On February 22, 2000, decedent presented to the ER with complaints of cough and shortness of breath. An EKG was performed which showed evidence of a prior heart attack. A chest x-ray was also done and demonstrated pulmonary edema. The radiologist reading this film suggested that “myocardial infarction [heart attack] should be a consideration” as the cause of this finding. On March 6, 2000 decedent presented to defendant doctor at his clinic for follow up of the ER visit. Neither a chest x-ray nor EKG were repeated. There was no discussion of heart disease being the cause of her complaints. Her elevated cholesterol levels, not checked for years, likewise were not evaluated.
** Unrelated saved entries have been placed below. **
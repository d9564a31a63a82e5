use std::env;

use crate::types::AuthHeader;

/// Configuration for one Midnight-style endpoint (indexer or gateway).
#[derive(Debug, Clone, Default)]
pub struct EndpointConfig {
    pub url: String,
    pub auth_header: Option<String>,
    pub api_key: Option<String>,
}

impl EndpointConfig {
    /// Read one endpoint from `{prefix}_URL` / `{prefix}_AUTH_HEADER` /
    /// `{prefix}_API_KEY`. An absent or empty URL means "not configured".
    fn from_env(prefix: &str) -> Option<Self> {
        let url = env::var(format!("{prefix}_URL"))
            .ok()
            .map(|u| u.trim().to_string())
            .filter(|u| !u.is_empty())?;

        Some(Self {
            url,
            auth_header: env::var(format!("{prefix}_AUTH_HEADER")).ok(),
            api_key: env::var(format!("{prefix}_API_KEY")).ok(),
        })
    }

    /// Auth header, present only when both the header name and key are set.
    pub fn auth(&self) -> Option<AuthHeader> {
        match (&self.auth_header, &self.api_key) {
            (Some(name), Some(value)) if !name.is_empty() && !value.is_empty() => {
                Some(AuthHeader {
                    name: name.clone(),
                    value: value.clone(),
                })
            }
            _ => None,
        }
    }
}

/// Configuration for the opt-in third-party fallback explorer.
#[derive(Debug, Clone)]
pub struct FallbackConfig {
    pub enabled: bool,
    pub url: Option<String>,
    pub auth_header: String,
    pub api_key: Option<String>,
}

impl FallbackConfig {
    pub fn from_env() -> Self {
        let enabled = env::var("FALLBACK_EXPLORER_ENABLED")
            .map(|v| v.to_lowercase() == "true")
            .unwrap_or(false);

        let url = env::var("FALLBACK_EXPLORER_URL")
            .ok()
            .map(|u| u.trim().to_string())
            .filter(|u| !u.is_empty());

        let auth_header =
            env::var("FALLBACK_EXPLORER_AUTH_HEADER").unwrap_or_else(|_| "x-api-key".to_string());

        let api_key = env::var("FALLBACK_EXPLORER_API_KEY")
            .ok()
            .filter(|k| !k.is_empty());

        Self {
            enabled,
            url,
            auth_header,
            api_key,
        }
    }
}

/// Polling cadence configuration.
#[derive(Debug, Clone)]
pub struct PollConfig {
    /// Block poll interval in seconds (default: 5)
    pub interval_secs: u64,
    /// Epoch poll interval in seconds (default: 60)
    pub epoch_interval_secs: u64,
}

impl PollConfig {
    pub fn from_env() -> Self {
        let interval_secs = env::var("POLL_INTERVAL_SECS")
            .ok()
            .and_then(|s| s.parse().ok())
            .unwrap_or(5);

        let epoch_interval_secs = env::var("EPOCH_POLL_INTERVAL_SECS")
            .ok()
            .and_then(|s| s.parse().ok())
            .unwrap_or(60);

        Self {
            interval_secs,
            epoch_interval_secs,
        }
    }
}

impl Default for PollConfig {
    fn default() -> Self {
        Self {
            interval_secs: 5,
            epoch_interval_secs: 60,
        }
    }
}

/// Complete aggregator configuration from environment variables.
///
/// Absence of a provider's variables means that provider is not
/// configured, never an error; "no providers at all" is surfaced at
/// resolution time, not here.
#[derive(Debug, Clone, Default)]
pub struct AggregatorConfig {
    pub primary: Option<EndpointConfig>,
    pub secondary: Option<EndpointConfig>,
    pub fallback: FallbackConfig,
    pub poll: PollConfig,
}

impl AggregatorConfig {
    pub fn from_env() -> Self {
        Self {
            primary: EndpointConfig::from_env("MIDNIGHT_INDEXER"),
            secondary: EndpointConfig::from_env("MIDNIGHT_GATEWAY"),
            fallback: FallbackConfig::from_env(),
            poll: PollConfig::from_env(),
        }
    }
}

impl Default for FallbackConfig {
    fn default() -> Self {
        Self {
            enabled: false,
            url: None,
            auth_header: "x-api-key".to_string(),
            api_key: None,
        }
    }
}

#[cfg(test)]
mod tests {
    use super::*;

    #[test]
    fn endpoint_auth_requires_both_parts() {
        let ep = EndpointConfig {
            url: "https://idx.example".into(),
            auth_header: Some("authorization".into()),
            api_key: None,
        };
        assert!(ep.auth().is_none());

        let ep = EndpointConfig {
            url: "https://idx.example".into(),
            auth_header: Some("authorization".into()),
            api_key: Some("secret".into()),
        };
        let auth = ep.auth().unwrap();
        assert_eq!(auth.name, "authorization");
        assert_eq!(auth.value, "secret");
    }

    #[test]
    fn empty_auth_parts_are_ignored() {
        let ep = EndpointConfig {
            url: "https://idx.example".into(),
            auth_header: Some(String::new()),
            api_key: Some("secret".into()),
        };
        assert!(ep.auth().is_none());
    }
}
On March 28, 2000, decedent called the clinic with complaints of “crackles in her lungs.” She went in for a chest x-ray, which again showed pulmonary edema. On this visit, the defendant noted the prior EKG as showing “possible inferior and anterior scars.” An echocardiogram the next day revealed abnormal heart function with a decreased ejection fraction and diminished motion of the left ventricle. In response, defendant doctor prescribed only an ACE inhibitor and Lasix. There was no discussion of heart disease and no referral for further testing or to see a cardiologist. Decedent continued to treat with defendant and his clinic.
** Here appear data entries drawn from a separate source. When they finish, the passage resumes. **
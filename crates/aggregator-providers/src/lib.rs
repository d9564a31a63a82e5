mod client;
mod normalize;
mod registry;
mod resolver;

pub use client::{BoxedApi, HttpProviderApi, ProviderApi};
pub use normalize::{normalize_block, normalize_epoch, normalize_txs};
pub use registry::build_registry;
pub use resolver::{resolve_latest_block, resolve_latest_epoch, ResolvedBlock, ResolvedEpoch};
On January 17, 2002, decedent called the clinic with complaints of chest pains. She was instructed to take a heartburn medication and was not seen. On January 31, 2002, she presented to the ER with burning chest pain radiating across her shoulder blades. She was admitted and remained hospitalized for two weeks. Admission diagnosis was a heart attack. The angiogram showed “severely reduced left ventricular function” from damage done by the undiagnosed and untreated heart disease. She underwent coronary bypass surgery. At discharge she was still battling congestive heart failure. On April 17, 2002 she was again hospitalized and was being considered as a heart transplant candidate. Repeat bypass was attempted as a bridge to more definitive treatments, but they could not stabilize her. Eventually, she was removed from life support and died on May 25, 2002.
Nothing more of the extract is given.